Make small changes to the simple workflows you use to host your models at REST endpoints via Domino Model APIs to host the same Model APIs at AWS Sagemaker inference endpoints.
Domino provides easy-to-use APIs that abstract away the complexities of packaging a container image. With a single invocation of the API, Domino bundles the model, prediction code, dependent files and packages, and the base environment into a container image that is AWS SageMaker-compliant.
This API builds a Docker image for a given version of a Model API in an AWS Sagemaker-compliant format and exports it to AWS ECR or any third-party container registry outside Domino. AWS SageMaker then deploys this model container image to serve requests.

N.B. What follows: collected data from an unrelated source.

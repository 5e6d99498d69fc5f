//! Heavy Store Tests
//!
//! Validates key validation and last-write-wins semantics of the
//! heavy-payload store.

#[cfg(test)]
mod tests {
    use crate::dispatch::types::DispatchError;
    use crate::heavy::store::HeavyStore;

    #[test]
    fn test_put_and_get() {
        let mut store = HeavyStore::new();
        store.put("k1", "blob1".to_string()).unwrap();

        assert_eq!(store.get("k1"), Some("blob1"));
        assert_eq!(store.len(), 1);
    }

    #[test]
    fn test_empty_key_is_rejected_without_state_change() {
        let mut store = HeavyStore::new();

        let err = store.put("", "blob".to_string()).unwrap_err();
        assert_eq!(err, DispatchError::EmptyHeavyKey);
        assert!(store.is_empty());
    }

    #[test]
    fn test_last_write_wins_on_key_collision() {
        let mut store = HeavyStore::new();
        store.put("k1", "first".to_string()).unwrap();
        store.put("k1", "second".to_string()).unwrap();

        assert_eq!(store.get("k1"), Some("second"));
        assert_eq!(store.len(), 1);
    }

    #[test]
    fn test_missing_key_is_a_normal_outcome() {
        let store = HeavyStore::new();
        assert_eq!(store.get("nope"), None);
    }
}
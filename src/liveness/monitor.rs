//! Heartbeat Table and Sweep Loop
//!
//! Workers signal liveness by pinging the server; the table records the most
//! recent signal per worker. The sweep loop periodically asks the dispatch
//! service to reclaim tasks from every worker whose last heartbeat is older
//! than the configured timeout.

use crate::dispatch::service::DispatchService;

use std::collections::HashMap;
use std::sync::Arc;
use std::time::{Duration, Instant};

/// Per-worker record of the most recent liveness signal.
///
/// There is no registration step: the first heartbeat (or the first fetch,
/// which also touches the table) creates the entry. The sweep removes the
/// entry of a timed-out worker; a later heartbeat re-creates it.
#[derive(Debug, Default)]
pub struct HeartbeatTable {
    last_seen: HashMap<String, Instant>,
}

impl HeartbeatTable {
    pub fn new() -> Self {
        Self::default()
    }

    /// Records `now` as the worker's most recent heartbeat. Always succeeds.
    pub fn beat(&mut self, worker_id: &str, now: Instant) {
        self.last_seen.insert(worker_id.to_string(), now);
    }

    /// Workers whose last heartbeat is older than `timeout` as of `now`.
    /// Workers within the window are not reported.
    pub fn expired(&self, now: Instant, timeout: Duration) -> Vec<String> {
        self.last_seen
            .iter()
            .filter(|(_, &last)| now.duration_since(last) > timeout)
            .map(|(worker_id, _)| worker_id.clone())
            .collect()
    }

    /// Drops a worker's record. Called by the sweep after reclamation.
    pub fn remove(&mut self, worker_id: &str) {
        self.last_seen.remove(worker_id);
    }

    /// Whether the table currently tracks this worker.
    pub fn is_tracked(&self, worker_id: &str) -> bool {
        self.last_seen.contains_key(worker_id)
    }

    /// Number of tracked workers.
    pub fn tracked_count(&self) -> usize {
        self.last_seen.len()
    }
}

/// Runs the reclamation sweep forever on a fixed period.
///
/// One sweep at a time: each iteration awaits sweep completion before the
/// next tick, so sweeps never overlap. The sweep itself serializes against
/// client operations through the dispatch service's lock.
pub async fn run_sweeper(service: Arc<DispatchService>, period: Duration) {
    tracing::info!("Liveness sweeper started (period {:?})", period);

    let mut interval = tokio::time::interval(period);
    // The first tick fires immediately; skip it.
    interval.tick().await;

    loop {
        interval.tick().await;

        let reclaimed = service.sweep(Instant::now()).await;
        if reclaimed > 0 {
            tracing::info!("Sweep reclaimed {} task(s)", reclaimed);
        }
    }
}
use axum::{
    Router,
    extract::Extension,
    routing::{get, post},
};
use hq_server::config::{DEFAULT_HEARTBEAT_TIMEOUT, DispatchConfig};
use hq_server::dispatch::handlers::{
    handle_fetch_tasks, handle_get_status, handle_health, handle_heartbeat, handle_not_found,
    handle_put_heavy, handle_report_status, handle_submit_tasks,
};
use hq_server::dispatch::service::DispatchService;
use hq_server::liveness::monitor::run_sweeper;
use std::net::SocketAddr;
use std::time::Duration;

#[tokio::main]
async fn main() -> anyhow::Result<()> {
    tracing_subscriber::fmt()
        .with_max_level(tracing::Level::INFO)
        .init();

    let args: Vec<String> = std::env::args().collect();

    if args.len() < 3 {
        eprintln!(
            "Usage: {} --bind <addr:port> [--heartbeat-timeout <secs>]",
            args[0]
        );
        eprintln!("Example: {} --bind 127.0.0.1:3000", args[0]);
        eprintln!(
            "Example: {} --bind 127.0.0.1:3000 --heartbeat-timeout 10",
            args[0]
        );

        std::process::exit(1);
    }

    let mut bind_addr: Option<SocketAddr> = None;
    let mut heartbeat_timeout = DEFAULT_HEARTBEAT_TIMEOUT;

    let mut i = 1;
    while i < args.len() {
        match args[i].as_str() {
            "--bind" => {
                bind_addr = Some(args[i + 1].parse()?);
                i += 2;
            }
            "--heartbeat-timeout" => {
                heartbeat_timeout = Duration::from_secs(args[i + 1].parse()?);
                i += 2;
            }
            _ => {
                i += 1;
            }
        }
    }

    let bind_addr = bind_addr.expect("--bind is required");
    let config = DispatchConfig::new(bind_addr, heartbeat_timeout);

    tracing::info!("hq-server starting on {}", config.bind);
    tracing::info!("Heartbeat timeout: {:?}", config.heartbeat_timeout);

    // 1. Dispatch core (registry + ledger + heavy store + heartbeats):
    let service = DispatchService::new(&config);

    // 2. Liveness sweeper:
    let sweep_service = service.clone();
    let sweep_interval = config.sweep_interval;
    tokio::spawn(async move {
        run_sweeper(sweep_service, sweep_interval).await;
    });

    // 3. Stats reporter:
    let stats_service = service.clone();
    tokio::spawn(async move {
        let mut interval = tokio::time::interval(Duration::from_secs(5));

        loop {
            interval.tick().await;
            let ((queued, running, success, error, lost), workers) = stats_service.stats().await;
            tracing::info!(
                "Tasks: {} queued, {} running, {} success, {} error, {} lost ({} worker(s) tracked)",
                queued,
                running,
                success,
                error,
                lost,
                workers
            );
        }
    });

    // 4. HTTP Router:
    let app = Router::new()
        .route("/status", get(handle_health))
        .route("/status/:worker_id", get(handle_heartbeat))
        .route("/tasks", post(handle_submit_tasks))
        .route("/tasks/fetch/:worker_id/:n", get(handle_fetch_tasks))
        .route(
            "/tasks/status/:task_id",
            get(handle_get_status).post(handle_report_status),
        )
        .route("/heavy", post(handle_put_heavy))
        .fallback(handle_not_found)
        .layer(Extension(service));

    // 5. Start HTTP server:
    tracing::info!("hq-server listening on {}", config.bind);
    tracing::info!("Press Ctrl+C to shutdown");

    let listener = tokio::net::TcpListener::bind(config.bind).await?;
    axum::serve(listener, app).await?;

    Ok(())
}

As part of the API request, you provide credentials for the registry. These credentials are not saved in Domino and optionally work within a time-to-live (TTL) duration.
The API changes your Model API image to comply with SageMaker inference requirements:
-
An 'ENTRYPOINT instruction' is added to the Docker image exported to Sagemaker. To execute this in AWS, run it with
'docker run image serve'
. -
An
/invocations
endpoint is added to the container; this endpoint serves the model predictions. -
A
/ping
endpoint is added to the container. It allows the hosted model to respond to periodic GET requests that track the state of the endpoint. -
The container’s port is bound to 8080, as required by SageMaker for serving predictions.
POST /:modelId/:modelVersionId/exportImageForSagemaker
{
"registryUrl": "ECR_URL_in_your_AWS_account", // ex. 1234567890.dkr.ecr.us-east-2.amazonaws.com
"repository": "my_repo", // name of the repository in ECR
"tag": "tag1", // (Optional)
"username": "AWS", // (Optional)
"password": "xxtokenxx" // (Optional)
}
{
"modelId": "5555dbbd017416e4515555",
"modelVersionId": "3333dbbd017416e4513333",
"exportId": "3333dbbd017416e4513333",
"status": "preparing"
}
When you export a Domino Model to AWS SageMaker and create an endpoint from the exported Model, the endpoint might fail with the error "The primary container for production variant variant-name-1 did not pass the ping health check."
Use these steps to work around the issue:
-
Add
USER root
in the environment Dockerfile instructions. -
Publish the Model API from the new instructions.
-
Export the same image in AWS SageMaker and create an endpoint.